__TASK TO CARRY OUT__
In the listing that follows, the range to quote begins at the line that has "joined back from" and ends after the line that has "viewport: egui::ViewportBuilder::default()"; quote it verbatim and add nothing.
━━━━━━━━━━━━━━━━
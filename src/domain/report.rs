use anyhow::{Context, Result};
use chrono::{DateTime, Utc};
use serde::Serialize;
use std::fmt;

use super::models::RatingBounds;
use crate::rating::{BetaFit, MomentEstimate, SpreadMode, TailProbability};

/// Everything a single analysis run reports
#[derive(Debug, Clone, Serialize)]
pub struct AnalysisReport {
    pub row_count: usize,
    pub bounds: RatingBounds,
    pub fit: BetaFit,
    pub normalized: MomentEstimate,
    pub rescaled: MomentEstimate,
    pub spread_mode: SpreadMode,
    /// Standard deviation handed to the Normal approximation
    pub spread: f64,
    pub tail: TailProbability,
    pub calculated_at: DateTime<Utc>,
}

impl AnalysisReport {
    pub fn to_json(&self) -> Result<String> {
        serde_json::to_string_pretty(self).context("Failed to serialize analysis report")
    }
}

impl fmt::Display for AnalysisReport {
    fn fmt(&self, f: &mut fmt::Formatter<'_>) -> fmt::Result {
        writeln!(f, "Ratings:              {}", self.row_count)?;
        writeln!(
            f,
            "Observed range:       [{}, {}]",
            self.bounds.min, self.bounds.max
        )?;
        writeln!(
            f,
            "Beta parameters:      alpha = {:.6}, beta = {:.6}",
            self.fit.alpha, self.fit.beta
        )?;
        writeln!(
            f,
            "Normalized moments:   mean = {:.6}, variance = {:.6}",
            self.normalized.mean, self.normalized.variance
        )?;
        writeln!(
            f,
            "Rating-scale moments: mean = {:.6}, variance = {:.6}",
            self.rescaled.mean, self.rescaled.variance
        )?;
        writeln!(
            f,
            "Spread ({}): {:.6}",
            self.spread_mode.as_str(),
            self.spread
        )?;
        let subject = match self.spread_mode {
            SpreadMode::SampleMean => "mean rating",
            SpreadMode::Distribution => "rating",
        };
        write!(
            f,
            "P({} > {}) = {:.6}",
            subject, self.tail.threshold, self.tail.probability
        )
    }
}
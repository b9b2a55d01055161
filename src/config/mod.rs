pub mod settings;

pub use settings::{AnalysisSettings, AppConfig, FitSettings, HistogramSettings};
pub mod csv;

pub use csv::{CsvDataset, CsvRatingSource};

use crate::domain::RatingSample;
use crate::errors::AnalysisResult;

/// Where the ratings come from
pub trait RatingSource {
    /// Human readable location, used in logs and error context
    fn location(&self) -> String;

    fn load(&self) -> AnalysisResult<RatingSample>;
}
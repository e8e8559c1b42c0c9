//! Streamcut Common Utilities
//!
//! Shared infrastructure for all Streamcut crates:
//! - Error types and result aliases
//! - Tracing/logging initialization
//! - Configuration loading

pub mod config;
pub mod error;
pub mod logging;

pub use config::*;
pub use error::*;
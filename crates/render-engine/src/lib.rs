//! Streamcut Render Engine
//!
//! The deterministic half of the pipeline:
//! - **Compositor:** crop two regions per frame, stack them vertically,
//!   force the target aspect
//! - **Media backend:** the decode/encode/remux collaborators behind a
//!   trait seam, implemented on ffmpeg subprocesses
//! - **Pipeline:** the orchestrator that drives selection once and the
//!   frame loop for the whole stream

pub mod compositor;
pub mod ffmpeg;
pub mod media;
pub mod pipeline;

pub use compositor::{composite, crop_region};
pub use ffmpeg::FfmpegBackend;
pub use media::{FrameSink, FrameSource, MediaBackend, VideoMetadata};
pub use pipeline::{run_cut, CutJob};
//! Interactive selection window.
//!
//! The pipeline runs on a worker thread and talks to the window through a
//! pair of channels: frames (reference and overlay redraws) flow in, pointer
//! and key events flow out. The window itself holds no selection state; it is
//! only a display collaborator.

use std::sync::mpsc::{self, Receiver, Sender, TryRecvError};
use std::time::Duration;

use eframe::egui::{self, Color32};
use streamcut_clip_model::{Frame, SurfaceEvent};
use streamcut_common::{StreamcutError, StreamcutResult};
use streamcut_render_engine::{run_cut, CutJob, FfmpegBackend};
use streamcut_selection_core::SelectionSurface;

/// Run the full cut pipeline with an interactive window surface.
///
/// Blocks until the window closes. The pipeline result is joined back from
/// the worker thread and propagated.
pub fn run_windowed(job: CutJob, backend: FfmpegBackend) -> anyhow::Result<()> {
    let (frame_tx, frame_rx) = mpsc::channel::<Frame>();
    let (event_tx, event_rx) = mpsc::channel::<SurfaceEvent>();
    let (done_tx, done_rx) = mpsc::channel::<Option<String>>();

    let worker = std::thread::spawn(move || -> StreamcutResult<()> {
        let runtime = tokio::runtime::Builder::new_current_thread()
            .enable_all()
            .build()?;

        tracing::debug!("pipeline worker started");
        let mut surface = ChannelSurface { frame_tx, event_rx };
        let result = runtime.block_on(run_cut(job, &backend, &mut surface));
        let _ = done_tx.send(result.as_ref().err().map(|e| e.to_string()));
        result
    });

    let options = eframe::NativeOptions {
        viewport: egui::ViewportBuilder::default()
            .with_title("Streamcut Selection")
            .with_inner_size([960.0, 640.0]),
        ..Default::default()
    };

    let window_result = eframe::run_native(
        "Streamcut Selection",
        options,
        Box::new(move |_cc| {
            Box::new(SelectionWindow {
                frame_rx,
                event_tx,
                done_rx,
                texture: None,
                frame_size: (0, 0),
                status: "Drag to select the webcam region. Enter confirms, Esc aborts."
                    .to_string(),
                finished: false,
            })
        }),
    );

    let pipeline = worker
        .join()
        .map_err(|_| anyhow::anyhow!("pipeline worker panicked"))?;
    window_result.map_err(|e| anyhow::anyhow!("selection window failed: {e}"))?;
    pipeline?;
    Ok(())
}

/// The worker-thread side of the window seam.
struct ChannelSurface {
    frame_tx: Sender<Frame>,
    event_rx: Receiver<SurfaceEvent>,
}

impl SelectionSurface for ChannelSurface {
    fn present(&mut self, frame: &Frame) -> StreamcutResult<()> {
        // A closed window disconnects the channel; treat it as an abort.
        self.frame_tx
            .send(frame.clone())
            .map_err(|_| StreamcutError::UserAbort)
    }

    fn next_event(&mut self) -> StreamcutResult<SurfaceEvent> {
        self.event_rx.recv().map_err(|_| StreamcutError::UserAbort)
    }
}

struct SelectionWindow {
    frame_rx: Receiver<Frame>,
    event_tx: Sender<SurfaceEvent>,
    done_rx: Receiver<Option<String>>,
    texture: Option<egui::TextureHandle>,
    frame_size: (u32, u32),
    status: String,
    finished: bool,
}

impl SelectionWindow {
    fn poll_worker(&mut self, ctx: &egui::Context) {
        // Keep only the most recent frame; intermediate redraws are stale.
        let mut latest = None;
        loop {
            match self.frame_rx.try_recv() {
                Ok(frame) => latest = Some(frame),
                Err(TryRecvError::Empty) => break,
                Err(TryRecvError::Disconnected) => break,
            }
        }
        if let Some(frame) = latest {
            self.frame_size = (frame.width(), frame.height());
            let color = egui::ColorImage::from_rgb(
                [frame.width() as usize, frame.height() as usize],
                frame.as_raw(),
            );
            self.texture = Some(ctx.load_texture("reference", color, egui::TextureOptions::LINEAR));
        }

        match self.done_rx.try_recv() {
            Ok(None) => {
                self.finished = true;
                ctx.send_viewport_cmd(egui::ViewportCommand::Close);
            }
            Ok(Some(error)) => {
                self.finished = true;
                self.status = error;
                ctx.send_viewport_cmd(egui::ViewportCommand::Close);
            }
            Err(TryRecvError::Empty) | Err(TryRecvError::Disconnected) => {}
        }
    }

    fn send_event(&self, event: SurfaceEvent) {
        let _ = self.event_tx.send(event);
    }

    /// Map a window position inside `rect` to frame pixel coordinates.
    fn to_frame_coords(&self, rect: egui::Rect, pos: egui::Pos2) -> (u32, u32) {
        let (fw, fh) = (self.frame_size.0 as f32, self.frame_size.1 as f32);
        let x = ((pos.x - rect.left()) / rect.width() * fw).clamp(0.0, fw) as u32;
        let y = ((pos.y - rect.top()) / rect.height() * fh).clamp(0.0, fh) as u32;
        (x, y)
    }
}

impl eframe::App for SelectionWindow {
    fn update(&mut self, ctx: &egui::Context, _frame: &mut eframe::Frame) {
        ctx.request_repaint_after(Duration::from_millis(16));
        self.poll_worker(ctx);

        if !self.finished {
            ctx.input(|i| {
                if i.key_pressed(egui::Key::Enter) {
                    self.send_event(SurfaceEvent::Confirm);
                }
                if i.key_pressed(egui::Key::Escape) || i.key_pressed(egui::Key::Q) {
                    self.send_event(SurfaceEvent::Abort);
                }
            });
        }

        egui::TopBottomPanel::bottom("status").show(ctx, |ui| {
            ui.label(&self.status);
        });

        egui::CentralPanel::default()
            .frame(egui::Frame::none().fill(Color32::from_gray(12)))
            .show(ctx, |ui| {
                let Some(texture) = self.texture.as_ref() else {
                    ui.centered_and_justified(|ui| {
                        ui.label("Decoding reference frame...");
                    });
                    return;
                };

                let (fw, fh) = (self.frame_size.0 as f32, self.frame_size.1 as f32);
                let available = ui.available_size();
                let scale = (available.x / fw).min(available.y / fh).min(1.0);
                let size = egui::vec2(fw * scale, fh * scale);

                let response = ui.add(
                    egui::Image::new(texture)
                        .fit_to_exact_size(size)
                        .sense(egui::Sense::click_and_drag()),
                );

                if let Some(pos) = response.interact_pointer_pos() {
                    let (x, y) = self.to_frame_coords(response.rect, pos);
                    if response.drag_started() {
                        self.send_event(SurfaceEvent::down(x, y));
                    } else if response.dragged() {
                        self.send_event(SurfaceEvent::drag(x, y));
                    }
                    if response.drag_stopped() {
                        self.send_event(SurfaceEvent::up(x, y));
                    }
                }
            });
    }
}
//! The display-collaborator seam and the blocking selection entry point.

use std::collections::VecDeque;

use streamcut_clip_model::{Frame, Region, SurfaceEvent};
use streamcut_common::{StreamcutError, StreamcutResult};

use crate::overlay::render_overlay;
use crate::session::{SelectionSession, Step};

/// The narrow contract a display collaborator must satisfy: show a frame,
/// deliver the next input event. The selector never touches windowing
/// machinery directly.
pub trait SelectionSurface {
    /// Display a frame (the reference, or a reference-plus-overlay copy).
    fn present(&mut self, frame: &Frame) -> StreamcutResult<()>;

    /// Block until the next event arrives. A disconnected surface (window
    /// closed, script exhausted) must fail rather than hang.
    fn next_event(&mut self) -> StreamcutResult<SurfaceEvent>;
}

/// Run one selection session to completion.
///
/// Blocks the calling stage until the operator confirms a rectangle or
/// aborts. Aborting fails the whole pipeline with
/// [`StreamcutError::UserAbort`].
pub fn select_region(
    surface: &mut dyn SelectionSurface,
    reference: &Frame,
    label: &str,
) -> StreamcutResult<Region> {
    tracing::info!(label, "Waiting for region selection");
    surface.present(reference)?;

    let mut session = SelectionSession::new();
    loop {
        match session.apply(surface.next_event()?) {
            Step::Pending => {}
            Step::Redraw => {
                if let Some((min, max)) = session.corners() {
                    surface.present(&render_overlay(reference, min, max))?;
                }
            }
            Step::Confirmed(region) => {
                if region.is_empty() {
                    tracing::warn!(label, "Confirmed an empty region");
                }
                tracing::info!(label, ?region, "Region confirmed");
                return Ok(region);
            }
            Step::Aborted => {
                tracing::warn!(label, "Selection aborted by operator");
                return Err(StreamcutError::UserAbort);
            }
        }
    }
}

/// A deterministic surface that replays a pre-recorded event stream.
///
/// Used for headless runs (`streamcut cut --events`) and tests. Running out
/// of events counts as an abort, the same as closing the window.
#[derive(Debug, Default)]
pub struct ScriptedSurface {
    events: VecDeque<SurfaceEvent>,
    presented: usize,
}

impl ScriptedSurface {
    pub fn new(events: impl IntoIterator<Item = SurfaceEvent>) -> Self {
        Self {
            events: events.into_iter().collect(),
            presented: 0,
        }
    }

    /// Number of frames presented so far (reference + overlay redraws).
    pub fn presented(&self) -> usize {
        self.presented
    }
}

impl SelectionSurface for ScriptedSurface {
    fn present(&mut self, _frame: &Frame) -> StreamcutResult<()> {
        self.presented += 1;
        Ok(())
    }

    fn next_event(&mut self) -> StreamcutResult<SurfaceEvent> {
        self.events.pop_front().ok_or(StreamcutError::UserAbort)
    }
}

#[cfg(test)]
mod tests {
    use super::*;
    use image::{Rgb, RgbImage};

    fn reference() -> Frame {
        RgbImage::from_pixel(128, 128, Rgb([20, 20, 20]))
    }

    #[test]
    fn scripted_drag_selects_a_region() {
        let mut surface = ScriptedSurface::new([
            SurfaceEvent::down(30, 10),
            SurfaceEvent::drag(60, 20),
            SurfaceEvent::drag(90, 50),
            SurfaceEvent::up(90, 50),
            SurfaceEvent::Confirm,
        ]);

        let region = select_region(&mut surface, &reference(), "webcam").unwrap();
        assert_eq!(region, Region::new(10, 30, 40, 60));
        // Reference + down redraw + two drag redraws.
        assert_eq!(surface.presented(), 4);
    }

    #[test]
    fn abort_event_fails_with_user_abort() {
        let mut surface = ScriptedSurface::new([SurfaceEvent::down(5, 5), SurfaceEvent::Abort]);
        let err = select_region(&mut surface, &reference(), "gamefeed").unwrap_err();
        assert!(matches!(err, StreamcutError::UserAbort));
    }

    #[test]
    fn exhausted_script_counts_as_abort() {
        let mut surface = ScriptedSurface::new([SurfaceEvent::down(5, 5)]);
        let err = select_region(&mut surface, &reference(), "webcam").unwrap_err();
        assert!(matches!(err, StreamcutError::UserAbort));
    }

    #[test]
    fn events_parse_from_jsonl_script() {
        let jsonl = r#"
            # scripted selection
            {"type":"pointer_down","x":0,"y":0}
            {"type":"pointer_move","x":40,"y":40,"held":true}
            {"type":"pointer_up","x":40,"y":40}
            {"type":"confirm"}
        "#;
        let events = streamcut_clip_model::parse_events(jsonl).unwrap();
        let mut surface = ScriptedSurface::new(events);
        let region = select_region(&mut surface, &reference(), "webcam").unwrap();
        assert_eq!(region, Region::new(0, 0, 40, 40));
    }
}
━━━━━━━━━━━━━━━━
__PROBLEM SOLUTION__
/// Blocks until the window closes. The pipeline result is joined back from
/// the worker thread and propagated.
pub fn run_windowed(job: CutJob, backend: FfmpegBackend) -> anyhow::Result<()> {
    let (frame_tx, frame_rx) = mpsc::channel::<Frame>();
    let (event_tx, event_rx) = mpsc::channel::<SurfaceEvent>();
    let (done_tx, done_rx) = mpsc::channel::<Option<String>>();

    let worker = std::thread::spawn(move || -> StreamcutResult<()> {
        let runtime = tokio::runtime::Builder::new_current_thread()
            .enable_all()
            .build()?;

        tracing::debug!("pipeline worker started");
        let mut surface = ChannelSurface { frame_tx, event_rx };
        let result = runtime.block_on(run_cut(job, &backend, &mut surface));
        let _ = done_tx.send(result.as_ref().err().map(|e| e.to_string()));
        result
    });

    let options = eframe::NativeOptions {
        viewport: egui::ViewportBuilder::default()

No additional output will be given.